Wasn’t his name something like Aaron Chello?

Back in December, I won a contest I hadn’t even entered. I was one of two winners actually, who were the I think 10,000th commenters over at Andra Watkins’ kickass blog The Accidental Cootchie Mama. Good thing Andra and I both live in the South, because my prize was a darling little bottle of her Aroncello. (I’m proofreading. I now have NO IDEA what living in the South has to do with ANYTHING, but the sentence stands as a testament to the weird things I say.)

 

FreshFromTheFreezer

Hi there cutie pie!

See it there? So adorable?

Andracello

Andracello

 

That’s Andra with her dashing beau, the enigmatically named MTM.

 

The instructions were very clear. Don’t drink it until Valentine’s day. Any sooner, and it will taste like medicine. Put it in the freezer where it will not freeze, and forget about it.

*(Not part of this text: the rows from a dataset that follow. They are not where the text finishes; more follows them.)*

use crate::error::{Error, Result};
use crate::flow::FlowTable;
use etherparse::{NetSlice, SlicedPacket, TransportSlice};
use std::net::{IpAddr, SocketAddr};
use std::sync::Arc;
use tokio::sync::{mpsc, Mutex};
use tokio_util::sync::CancellationToken;

/// TCP metadata of a captured inbound segment.
#[derive(Debug, Clone, Default)]
pub struct TcpMeta {
    pub src_ip: Option<IpAddr>,
    pub dst_ip: Option<IpAddr>,
    pub src_port: u16,
    pub dst_port: u16,
    pub seq: u32,
    pub ack: u32,
    pub syn: bool,
    pub fin: bool,
    pub rst: bool,
    pub psh: bool,
    pub ack_flag: bool,
    pub payload_len: usize,
    pub tsval: Option<u32>,
}

impl TcpMeta {
    /// Sequence space consumed by this segment.
    pub fn seq_increment(&self) -> u32 {
        let flag_inc = if self.syn || self.fin { 1 } else { 0 };
        (self.payload_len as u32).wrapping_add(flag_inc)
    }
}

/// A captured datagram surfaced to the packet channel.
#[derive(Debug)]
pub struct Inbound {
    pub payload: Vec<u8>,
    pub src: SocketAddr,
    pub meta: TcpMeta,
}

/// Parse a captured Ethernet frame into payload, source endpoint and TCP
/// metadata. Frames without an IP/TCP layer or without a source endpoint
/// yield `None`.
pub fn parse_frame(data: &[u8]) -> Option<Inbound> {
    let sliced = SlicedPacket::from_ethernet(data).ok()?;

    let mut meta = TcpMeta::default();
    match sliced.net? {
        NetSlice::Ipv4(v4) => {
            meta.src_ip = Some(IpAddr::V4(v4.header().source_addr()));
            meta.dst_ip = Some(IpAddr::V4(v4.header().destination_addr()));
        }
        NetSlice::Ipv6(v6) => {
            meta.src_ip = Some(IpAddr::V6(v6.header().source_addr()));
            meta.dst_ip = Some(IpAddr::V6(v6.header().destination_addr()));
        }
    }

    let tcp = match sliced.transport? {
        TransportSlice::Tcp(tcp) => tcp,
        _ => return None,
    };
    meta.src_port = tcp.source_port();
    meta.dst_port = tcp.destination_port();
    meta.seq = tcp.sequence_number();
    meta.ack = tcp.acknowledgment_number();
    meta.syn = tcp.syn();
    meta.fin = tcp.fin();
    meta.rst = tcp.rst();
    meta.psh = tcp.psh();
    meta.ack_flag = tcp.ack();
    meta.tsval = parse_tsval(tcp.options());

    let payload = tcp.payload().to_vec();
    meta.payload_len = payload.len();

    let src_ip = meta.src_ip?;
    if meta.src_port == 0 {
        return None;
    }
    Some(Inbound {
        payload,
        src: SocketAddr::new(src_ip, meta.src_port),
        meta,
    })
}

/// Scan raw TCP option bytes for the timestamps option (kind 8, length 10)
/// and extract TSval.
fn parse_tsval(mut opts: &[u8]) -> Option<u32> {
    while !opts.is_empty() {
        match opts[0] {
            0 => return None,
            1 => opts = &opts[1..],
            kind => {
                if opts.len() < 2 {
                    return None;
                }
                let len = opts[1] as usize;
                if len < 2 || opts.len() < len {
                    return None;
                }
                if kind == 8 && len == 10 {
                    return Some(u32::from_be_bytes([opts[2], opts[3], opts[4], opts[5]]));
                }
                opts = &opts[len..];
            }
        }
    }
    None
}

/// Pulls frames matching the BPF filter off the wire and surfaces them as
/// datagrams. A dedicated capture thread feeds a bounded channel; observed
/// segments update the flow table on the way through.
pub struct RecvHandle {
    rx: Mutex<mpsc::Receiver<Inbound>>,
    cancel: CancellationToken,
}

impl RecvHandle {
    pub fn new(
        mut capture: pcap::Capture<pcap::Active>,
        flows: Arc<FlowTable>,
        cancel: CancellationToken,
    ) -> Self {
        let (tx, rx) = mpsc::channel(1024);
        let thread_cancel = cancel.clone();

        std::thread::Builder::new()
            .name("paqet-capture".to_string())
            .spawn(move || {
                loop {
                    if thread_cancel.is_cancelled() {
                        return;
                    }
                    match capture.next_packet() {
                        Ok(packet) => {
                            let Some(inbound) = parse_frame(packet.data) else {
                                continue;
                            };
                            flows.observe(
                                inbound.src,
                                inbound.meta.seq,
                                inbound.meta.seq_increment(),
                                inbound.meta.tsval,
                            );
                            if tx.blocking_send(inbound).is_err() {
                                return;
                            }
                        }
                        Err(pcap::Error::TimeoutExpired) => continue,
                        Err(e) => {
                            tracing::debug!("capture read failed: {}", e);
                            return;
                        }
                    }
                }
            })
            .expect("failed to spawn capture thread");

        Self {
            rx: Mutex::new(rx),
            cancel,
        }
    }

    /// Await the next inbound datagram.
    pub async fn read(&self) -> Result<Inbound> {
        let mut rx = self.rx.lock().await;
        tokio::select! {
            _ = self.cancel.cancelled() => Err(Error::Cancelled),
            inbound = rx.recv() => inbound.ok_or_else(|| Error::capture("capture channel closed")),
        }
    }

    /// Poll-based receive, for the QUIC socket glue.
    pub fn poll_read(
        &self,
        cx: &mut std::task::Context<'_>,
    ) -> std::task::Poll<Option<Inbound>> {
        let mut rx = match self.rx.try_lock() {
            Ok(rx) => rx,
            Err(_) => {
                cx.waker().wake_by_ref();
                return std::task::Poll::Pending;
            }
        };
        rx.poll_recv(cx)
    }

    pub fn close(&self) {
        self.cancel.cancel();
    }
}

#[cfg(test)]
mod tests {
    use super::*;
    use crate::config::{AddrConfig, NetworkConfig, TcpConfig};
    use crate::packet::send::FrameBuilder;

    fn frame_builder() -> FrameBuilder {
        let cfg = NetworkConfig {
            interface: "eth0".to_string(),
            ipv4: AddrConfig {
                addr: "192.0.2.10:9000".to_string(),
                router_mac: "aa:bb:cc:dd:ee:ff".to_string(),
                router: [0xaa, 0xbb, 0xcc, 0xdd, 0xee, 0xff],
            },
            local_mac: [2, 0, 0, 0, 0, 1],
            tcp: TcpConfig {
                local_flag: vec!["PA".to_string()],
                remote_flag: vec!["PA".to_string()],
                preset: String::new(),
            },
            ipv4_ttl: 64,
            ipv6_hoplimit: 64,
            port: 9000,
            ..Default::default()
        };
        FrameBuilder::new(&cfg, 9000, Arc::new(FlowTable::new())).unwrap()
    }

    #[test]
    fn test_parse_round_trip() {
        let b = frame_builder();
        let dst: SocketAddr = "198.51.100.1:443".parse().unwrap();
        b.flows().observe(dst, 500, 10, Some(42));

        let frame = b.build(b"tunnel payload", dst).unwrap();
        let inbound = parse_frame(&frame).unwrap();

        assert_eq!(inbound.payload, b"tunnel payload");
        assert_eq!(inbound.src, "192.0.2.10:9000".parse().unwrap());
        assert_eq!(inbound.meta.dst_port, 443);
        assert_eq!(inbound.meta.ack, 510);
        assert!(inbound.meta.psh && inbound.meta.ack_flag);
        assert!(inbound.meta.tsval.is_some());
        assert_eq!(inbound.meta.payload_len, 14);
    }

    #[test]
    fn test_parse_rejects_non_ethernet_garbage() {
        assert!(parse_frame(&[0u8; 4]).is_none());
        assert!(parse_frame(&[]).is_none());
    }

    #[test]
    fn test_parse_tsval() {
        // NOP, NOP, TS(0x01020304, 0)
        let mut opts = vec![1u8, 1, 8, 10];
        opts.extend_from_slice(&0x0102_0304u32.to_be_bytes());
        opts.extend_from_slice(&0u32.to_be_bytes());
        assert_eq!(parse_tsval(&opts), Some(0x0102_0304));

        // MSS only
        assert_eq!(parse_tsval(&[2, 4, 0x05, 0xb4]), None);
        // End of options
        assert_eq!(parse_tsval(&[0, 8, 10]), None);
        // Truncated option
        assert_eq!(parse_tsval(&[8, 10, 1]), None);
    }

    #[test]
    fn test_seq_increment() {
        let meta = TcpMeta {
            payload_len: 50,
            ..Default::default()
        };
        assert_eq!(meta.seq_increment(), 50);

        let meta = TcpMeta {
            syn: true,
            ..Default::default()
        };
        assert_eq!(meta.seq_increment(), 1);

        let meta = TcpMeta {
            fin: true,
            payload_len: 3,
            ..Default::default()
        };
        assert_eq!(meta.seq_increment(), 4);
    }
}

Yeah, I forget things sooo well.

I put it on the freezer door, and then I thought about it every time I opened my door for the next two months. Seriously. Every time. “How’s my Aroncello doing?” “Are you comfy down there?” “Let me just shake you up a little. In case, you know, you’re starting to feel cramped”.

I had plans for that little bottle. I was going to open it up on Valentines day, toast Scott, who would have his drink of choice (rum and coke) and we were going to then …  go right on working. God. What do you think married people have time for? Get your mind out of the gutter.

Sheesh.

Where was I?

Oh. VD.

What?

I said get your mind out of the gutter already.

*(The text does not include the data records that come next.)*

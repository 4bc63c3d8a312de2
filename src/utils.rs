use std::time::Duration;
use tokio::time::sleep;

/// Desktop Chrome user agent the listing site is known to serve
pub const DEFAULT_USER_AGENT: &str = "Mozilla/5.0 (Windows NT 10.0; Win64; x64) AppleWebKit/537.36 (KHTML, like Gecko) Chrome/86.0.4240.193 Safari/537.36";

/// Remove exactly one character from each end, e.g. `[1080p]` -> `1080p`.
///
/// Strings shorter than two characters collapse to an empty string.
pub fn strip_outer(value: &str) -> &str {
    let mut chars = value.char_indices();
    let start = match chars.nth(1) {
        Some((idx, _)) => idx,
        None => return "",
    };
    let end = match value.char_indices().next_back() {
        Some((idx, _)) => idx,
        None => return "",
    };

    if start > end {
        ""
    } else {
        &value[start..end]
    }
}

/// Build a detail page URL by plain concatenation of base and scraped href
pub fn detail_url(base: &str, href: &str) -> String {
    format!("{}{}", base, href)
}

/// Fixed pause that lets browser-rendered content settle after a click
#[derive(Debug, Clone, Copy)]
pub struct SettleDelay {
    delay: Duration,
}

impl SettleDelay {
    pub fn from_millis(delay_ms: u64) -> Self {
        Self {
            delay: Duration::from_millis(delay_ms),
        }
    }

    pub fn duration(&self) -> Duration {
        self.delay
    }

    pub async fn wait(&self) {
        if !self.delay.is_zero() {
            sleep(self.delay).await;
        }
    }
}

impl Default for SettleDelay {
    fn default() -> Self {
        Self::from_millis(1500)
    }
}

#[cfg(test)]
mod tests {
    use super::*;

    #[test]
    fn test_strip_outer_brackets() {
        assert_eq!(strip_outer("[1080p]"), "1080p");
        assert_eq!(strip_outer("(720p)"), "720p");
        assert_eq!(strip_outer("[[SD]]"), "[SD]");
    }

    #[test]
    fn test_strip_outer_short_values() {
        assert_eq!(strip_outer(""), "");
        assert_eq!(strip_outer("x"), "");
        assert_eq!(strip_outer("[]"), "");
    }

    #[test]
    fn test_strip_outer_multibyte() {
        assert_eq!(strip_outer("【1080p】"), "1080p");
    }

    #[test]
    fn test_detail_url_concatenates() {
        assert_eq!(
            detail_url("https://www.erai-raws.info/anime-list/", "?show=frieren"),
            "https://www.erai-raws.info/anime-list/?show=frieren"
        );
    }

    #[test]
    fn test_settle_delay_creation() {
        let delay = SettleDelay::from_millis(250);
        assert_eq!(delay.duration(), Duration::from_millis(250));

        let default_delay = SettleDelay::default();
        assert_eq!(default_delay.duration(), Duration::from_millis(1500));
    }
}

OK, Valentine’s day. There, that’s where I was. When Valentine’s day rolled around, I was two weeks into a month-long sinus infection that would take multiple rounds of antibiotics and one exploding sinus (don’t ask – blood was involved) to cure. All jokes about alcohol clearing up your nasal passages aside, I didn’t think my stomach could handle anything stronger than Diet Coke. It was actually pretty dubious about that.

So I looked sadly at my little bottle of aroncello and said, “Wait for me dear.”  And it did.

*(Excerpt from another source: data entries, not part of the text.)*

use anyhow::{anyhow, Result};
use scraper::Selector;
use serde::{Deserialize, Serialize};

use crate::models::Category;

/// CSS selectors describing the erai-raws markup.
///
/// Stored as strings so they can be overridden from the config file when the
/// site layout shifts.
#[derive(Debug, Clone, Serialize, Deserialize)]
#[serde(default)]
pub struct SiteSelectors {
    pub index_entry: String,
    pub index_link: String,
    pub index_title: String,
    pub episodes_container: String,
    pub batches_container: String,
    pub movies_container: String,
    pub entry: String,
    pub heading: String,
    /// Label font without any inline style
    pub label: String,
    /// Alternate label font used when a movie name renders as the placeholder
    pub label_fallback: String,
    pub release_row: String,
    pub quality: String,
    pub link: String,
}

impl Default for SiteSelectors {
    fn default() -> Self {
        Self {
            index_entry: "div.ind-show.button.button5".to_string(),
            index_link: "a".to_string(),
            index_title: "span".to_string(),
            episodes_container: "div.posmain.h-episodes.show-episodes".to_string(),
            batches_container: "div.posmain.h-batch.show-batch".to_string(),
            movies_container: "div.posmain.h-movies.show-movies".to_string(),
            entry: "article.era_center.nonmain.border_radius_22".to_string(),
            heading: "h1.name.post-title.entry-title.titlehh".to_string(),
            label: "font.aa_ss_ops:not([style])".to_string(),
            label_fallback: r#"font.aa_ss_ops[style="margin: 0px 0px -4px 0px;"]"#.to_string(),
            release_row: "div.nonmain.release-table.button.last_block".to_string(),
            quality: "i.sp_p_q".to_string(),
            link: "a".to_string(),
        }
    }
}

/// Parsed form of [`SiteSelectors`], built once per run
#[derive(Debug, Clone)]
pub struct CompiledSelectors {
    pub index_entry: Selector,
    pub index_link: Selector,
    pub index_title: Selector,
    pub episodes_container: Selector,
    pub batches_container: Selector,
    pub movies_container: Selector,
    pub entry: Selector,
    pub heading: Selector,
    pub label: Selector,
    pub label_fallback: Selector,
    pub release_row: Selector,
    pub quality: Selector,
    pub link: Selector,
}

fn parse(name: &str, selector: &str) -> Result<Selector> {
    Selector::parse(selector)
        .map_err(|e| anyhow!("Failed to parse {} selector '{}': {:?}", name, selector, e))
}

impl CompiledSelectors {
    pub fn compile(selectors: &SiteSelectors) -> Result<Self> {
        Ok(Self {
            index_entry: parse("index_entry", &selectors.index_entry)?,
            index_link: parse("index_link", &selectors.index_link)?,
            index_title: parse("index_title", &selectors.index_title)?,
            episodes_container: parse("episodes_container", &selectors.episodes_container)?,
            batches_container: parse("batches_container", &selectors.batches_container)?,
            movies_container: parse("movies_container", &selectors.movies_container)?,
            entry: parse("entry", &selectors.entry)?,
            heading: parse("heading", &selectors.heading)?,
            label: parse("label", &selectors.label)?,
            label_fallback: parse("label_fallback", &selectors.label_fallback)?,
            release_row: parse("release_row", &selectors.release_row)?,
            quality: parse("quality", &selectors.quality)?,
            link: parse("link", &selectors.link)?,
        })
    }

    pub fn container(&self, category: Category) -> &Selector {
        match category {
            Category::Episode => &self.episodes_container,
            Category::Batch => &self.batches_container,
            Category::Movie => &self.movies_container,
        }
    }
}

The next real weekend, we were out of town, and I wasn’t about to take along something pretty and orange that didn’t have a childproof lid, then put it where Sam could ferret it out. I’m not stupid. And so my aroncello waited. And waited. The following weekend was pure agony. I won’t go into details, but it was bad enough that my enjoyment would have been marred. Last weekend, same story.

My poor little aroncello. It probably thought I had forgotten it (like I was supposed to do). It probably thought it would be trapped on that bottom shelf forever. BUT! Tonight, finally, the chaos is limited, the children are distracted, and that’s as good as it gets on a Saturday night.

My Dram

And finally, the time has come

So I poured myself a dram. (NB: That’s a cordial glass.  It’s small.) The liquid was surprisingly thick given how easily it shifted in its adorable bottle.

I toasted.

No, actually, I do NOT look a bit squiffy already

To thee aroncello, and to Andra and MTM

I drank.

The test

Nectar of the Gods

And it was good.

OK, NOW I look squiffy

And the rest, sigh, I have set aside, to talk to me through the freezer door, until at last, we meet once more.

Good night sweet aroncello. Let our parting be but short, for … I don’t remember the rest of that quotation. It’s kind of strong.  Thanks again to the awesome Cootchie Mama (Accidental) for one of the best wins ever.

 

About jesterqueen:
Jessie Powell is the Jester Queen. She likes to tell you about her dog, her kids, her fiction, and her blog, but not necessarily in that order.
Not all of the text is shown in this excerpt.